» AIM OF THE TASK
Examine each line of the data, and copy the ones containing "super".

== MATERIAL TO PROCESS

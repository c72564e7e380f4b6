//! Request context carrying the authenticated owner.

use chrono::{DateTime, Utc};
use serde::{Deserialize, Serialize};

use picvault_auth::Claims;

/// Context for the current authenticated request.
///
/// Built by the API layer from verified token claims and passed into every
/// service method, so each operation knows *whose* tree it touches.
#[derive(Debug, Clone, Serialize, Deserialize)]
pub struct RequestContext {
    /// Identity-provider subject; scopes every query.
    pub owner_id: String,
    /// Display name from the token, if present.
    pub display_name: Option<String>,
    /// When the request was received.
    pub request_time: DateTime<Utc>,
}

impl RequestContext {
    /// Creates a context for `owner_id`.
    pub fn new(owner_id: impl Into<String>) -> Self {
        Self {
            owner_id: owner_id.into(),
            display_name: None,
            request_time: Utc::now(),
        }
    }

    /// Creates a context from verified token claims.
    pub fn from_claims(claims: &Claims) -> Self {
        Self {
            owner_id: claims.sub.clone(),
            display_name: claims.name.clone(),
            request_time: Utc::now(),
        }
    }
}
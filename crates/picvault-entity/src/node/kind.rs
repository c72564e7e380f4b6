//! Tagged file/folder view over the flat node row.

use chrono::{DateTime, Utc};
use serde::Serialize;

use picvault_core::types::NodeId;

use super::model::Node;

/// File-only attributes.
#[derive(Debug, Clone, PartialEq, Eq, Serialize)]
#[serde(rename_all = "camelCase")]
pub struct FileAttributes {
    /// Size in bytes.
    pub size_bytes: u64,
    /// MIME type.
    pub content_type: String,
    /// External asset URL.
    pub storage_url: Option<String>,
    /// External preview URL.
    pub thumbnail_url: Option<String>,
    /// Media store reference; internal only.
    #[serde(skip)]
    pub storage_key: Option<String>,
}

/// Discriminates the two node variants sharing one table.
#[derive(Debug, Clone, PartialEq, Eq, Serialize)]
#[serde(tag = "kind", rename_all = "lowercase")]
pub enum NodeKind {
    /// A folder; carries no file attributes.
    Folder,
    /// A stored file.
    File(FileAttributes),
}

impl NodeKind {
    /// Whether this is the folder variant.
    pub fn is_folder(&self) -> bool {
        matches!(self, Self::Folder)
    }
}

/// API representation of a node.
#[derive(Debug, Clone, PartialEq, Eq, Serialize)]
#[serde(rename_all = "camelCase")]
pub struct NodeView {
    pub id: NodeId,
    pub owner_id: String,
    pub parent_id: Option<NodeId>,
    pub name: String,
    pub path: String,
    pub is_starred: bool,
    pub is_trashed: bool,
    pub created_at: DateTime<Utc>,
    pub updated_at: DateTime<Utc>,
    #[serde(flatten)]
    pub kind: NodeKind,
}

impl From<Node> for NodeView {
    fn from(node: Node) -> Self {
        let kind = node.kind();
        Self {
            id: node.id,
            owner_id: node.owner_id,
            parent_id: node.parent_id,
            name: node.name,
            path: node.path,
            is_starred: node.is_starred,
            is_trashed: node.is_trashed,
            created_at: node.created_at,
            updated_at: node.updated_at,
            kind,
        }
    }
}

====
== MATERIAL TO PROCESS

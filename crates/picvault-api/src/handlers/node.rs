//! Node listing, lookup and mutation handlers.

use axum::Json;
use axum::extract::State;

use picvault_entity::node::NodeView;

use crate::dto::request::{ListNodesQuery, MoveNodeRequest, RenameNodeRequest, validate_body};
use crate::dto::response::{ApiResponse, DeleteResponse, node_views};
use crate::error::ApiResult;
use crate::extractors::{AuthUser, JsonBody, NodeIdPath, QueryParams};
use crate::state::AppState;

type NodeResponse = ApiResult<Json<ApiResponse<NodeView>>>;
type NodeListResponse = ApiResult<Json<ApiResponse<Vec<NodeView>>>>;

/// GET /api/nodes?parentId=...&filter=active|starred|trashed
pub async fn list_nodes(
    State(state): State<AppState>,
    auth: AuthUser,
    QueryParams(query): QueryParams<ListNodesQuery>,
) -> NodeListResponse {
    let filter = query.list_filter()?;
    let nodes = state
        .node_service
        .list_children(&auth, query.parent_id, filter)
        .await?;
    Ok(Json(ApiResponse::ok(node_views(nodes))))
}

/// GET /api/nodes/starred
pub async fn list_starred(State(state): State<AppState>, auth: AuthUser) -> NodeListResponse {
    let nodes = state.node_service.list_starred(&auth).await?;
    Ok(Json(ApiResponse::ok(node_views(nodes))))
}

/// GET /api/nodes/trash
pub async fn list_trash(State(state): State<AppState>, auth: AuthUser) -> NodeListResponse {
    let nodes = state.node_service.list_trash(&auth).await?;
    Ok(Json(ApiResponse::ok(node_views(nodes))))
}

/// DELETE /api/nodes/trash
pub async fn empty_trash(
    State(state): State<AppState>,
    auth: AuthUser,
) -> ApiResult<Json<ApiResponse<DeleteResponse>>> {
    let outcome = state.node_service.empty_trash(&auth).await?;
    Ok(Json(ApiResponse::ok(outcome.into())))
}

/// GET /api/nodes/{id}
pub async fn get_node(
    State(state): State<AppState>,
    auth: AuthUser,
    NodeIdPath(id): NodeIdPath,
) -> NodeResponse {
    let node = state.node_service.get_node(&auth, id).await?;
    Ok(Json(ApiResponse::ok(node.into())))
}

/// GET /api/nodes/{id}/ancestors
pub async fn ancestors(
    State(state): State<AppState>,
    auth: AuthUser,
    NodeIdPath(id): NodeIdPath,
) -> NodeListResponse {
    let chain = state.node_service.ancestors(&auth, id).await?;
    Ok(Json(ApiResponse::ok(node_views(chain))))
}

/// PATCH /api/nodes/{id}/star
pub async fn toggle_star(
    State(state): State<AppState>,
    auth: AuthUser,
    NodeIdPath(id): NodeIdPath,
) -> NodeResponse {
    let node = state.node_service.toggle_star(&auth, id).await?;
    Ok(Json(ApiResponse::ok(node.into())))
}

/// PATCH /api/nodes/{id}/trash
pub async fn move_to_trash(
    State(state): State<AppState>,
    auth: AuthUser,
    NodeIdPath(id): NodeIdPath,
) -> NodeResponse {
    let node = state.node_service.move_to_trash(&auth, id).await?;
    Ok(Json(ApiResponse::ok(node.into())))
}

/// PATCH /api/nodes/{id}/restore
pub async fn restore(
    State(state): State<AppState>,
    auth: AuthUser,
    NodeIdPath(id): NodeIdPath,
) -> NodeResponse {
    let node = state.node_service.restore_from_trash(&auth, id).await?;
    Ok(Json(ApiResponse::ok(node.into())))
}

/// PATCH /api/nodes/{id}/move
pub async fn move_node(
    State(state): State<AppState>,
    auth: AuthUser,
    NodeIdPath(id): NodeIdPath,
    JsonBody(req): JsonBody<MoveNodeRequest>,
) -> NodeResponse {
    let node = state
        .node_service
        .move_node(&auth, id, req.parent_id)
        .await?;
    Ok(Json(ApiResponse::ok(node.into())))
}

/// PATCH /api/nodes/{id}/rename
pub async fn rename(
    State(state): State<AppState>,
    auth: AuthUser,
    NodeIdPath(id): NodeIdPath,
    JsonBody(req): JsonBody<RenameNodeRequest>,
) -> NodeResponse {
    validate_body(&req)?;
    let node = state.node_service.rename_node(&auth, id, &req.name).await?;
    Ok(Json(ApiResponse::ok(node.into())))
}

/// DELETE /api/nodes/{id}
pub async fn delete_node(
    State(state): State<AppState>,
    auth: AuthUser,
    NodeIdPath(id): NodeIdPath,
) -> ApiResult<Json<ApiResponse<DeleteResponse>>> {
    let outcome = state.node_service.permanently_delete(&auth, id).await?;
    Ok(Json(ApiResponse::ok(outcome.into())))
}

====
== MATERIAL TO PROCESS

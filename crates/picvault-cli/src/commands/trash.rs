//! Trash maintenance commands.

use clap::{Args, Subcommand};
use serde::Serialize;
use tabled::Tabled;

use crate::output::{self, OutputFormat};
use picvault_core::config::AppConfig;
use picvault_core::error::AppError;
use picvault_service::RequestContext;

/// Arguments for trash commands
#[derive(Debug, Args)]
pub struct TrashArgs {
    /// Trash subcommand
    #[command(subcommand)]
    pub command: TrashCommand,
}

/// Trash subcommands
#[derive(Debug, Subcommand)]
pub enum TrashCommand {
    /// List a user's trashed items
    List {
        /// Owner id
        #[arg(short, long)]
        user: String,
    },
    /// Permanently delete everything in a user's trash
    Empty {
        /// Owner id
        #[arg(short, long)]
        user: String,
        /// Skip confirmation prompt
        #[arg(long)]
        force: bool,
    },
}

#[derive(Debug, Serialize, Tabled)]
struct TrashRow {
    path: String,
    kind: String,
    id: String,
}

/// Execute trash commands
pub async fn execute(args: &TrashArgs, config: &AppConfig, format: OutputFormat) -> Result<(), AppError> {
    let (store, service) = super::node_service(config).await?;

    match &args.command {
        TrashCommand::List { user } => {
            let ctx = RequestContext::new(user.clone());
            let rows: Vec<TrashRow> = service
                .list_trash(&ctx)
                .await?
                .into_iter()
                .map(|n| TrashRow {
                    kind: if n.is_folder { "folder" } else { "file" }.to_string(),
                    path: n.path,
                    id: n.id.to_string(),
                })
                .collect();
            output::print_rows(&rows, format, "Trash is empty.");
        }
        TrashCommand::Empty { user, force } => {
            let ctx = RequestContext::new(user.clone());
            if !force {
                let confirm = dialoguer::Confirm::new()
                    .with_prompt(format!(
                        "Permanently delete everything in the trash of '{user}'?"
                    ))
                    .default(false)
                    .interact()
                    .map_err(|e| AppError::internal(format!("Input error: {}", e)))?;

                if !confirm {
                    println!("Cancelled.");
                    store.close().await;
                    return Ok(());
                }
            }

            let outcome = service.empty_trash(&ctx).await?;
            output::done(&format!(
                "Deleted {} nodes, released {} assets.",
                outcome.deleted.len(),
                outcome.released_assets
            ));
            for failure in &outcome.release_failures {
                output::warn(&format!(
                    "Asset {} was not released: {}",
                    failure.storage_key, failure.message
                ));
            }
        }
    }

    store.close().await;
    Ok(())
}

====

» EXERCISE SOLUTION
use super::model::Node;
    let (store, service) = super::node_service(config).await?;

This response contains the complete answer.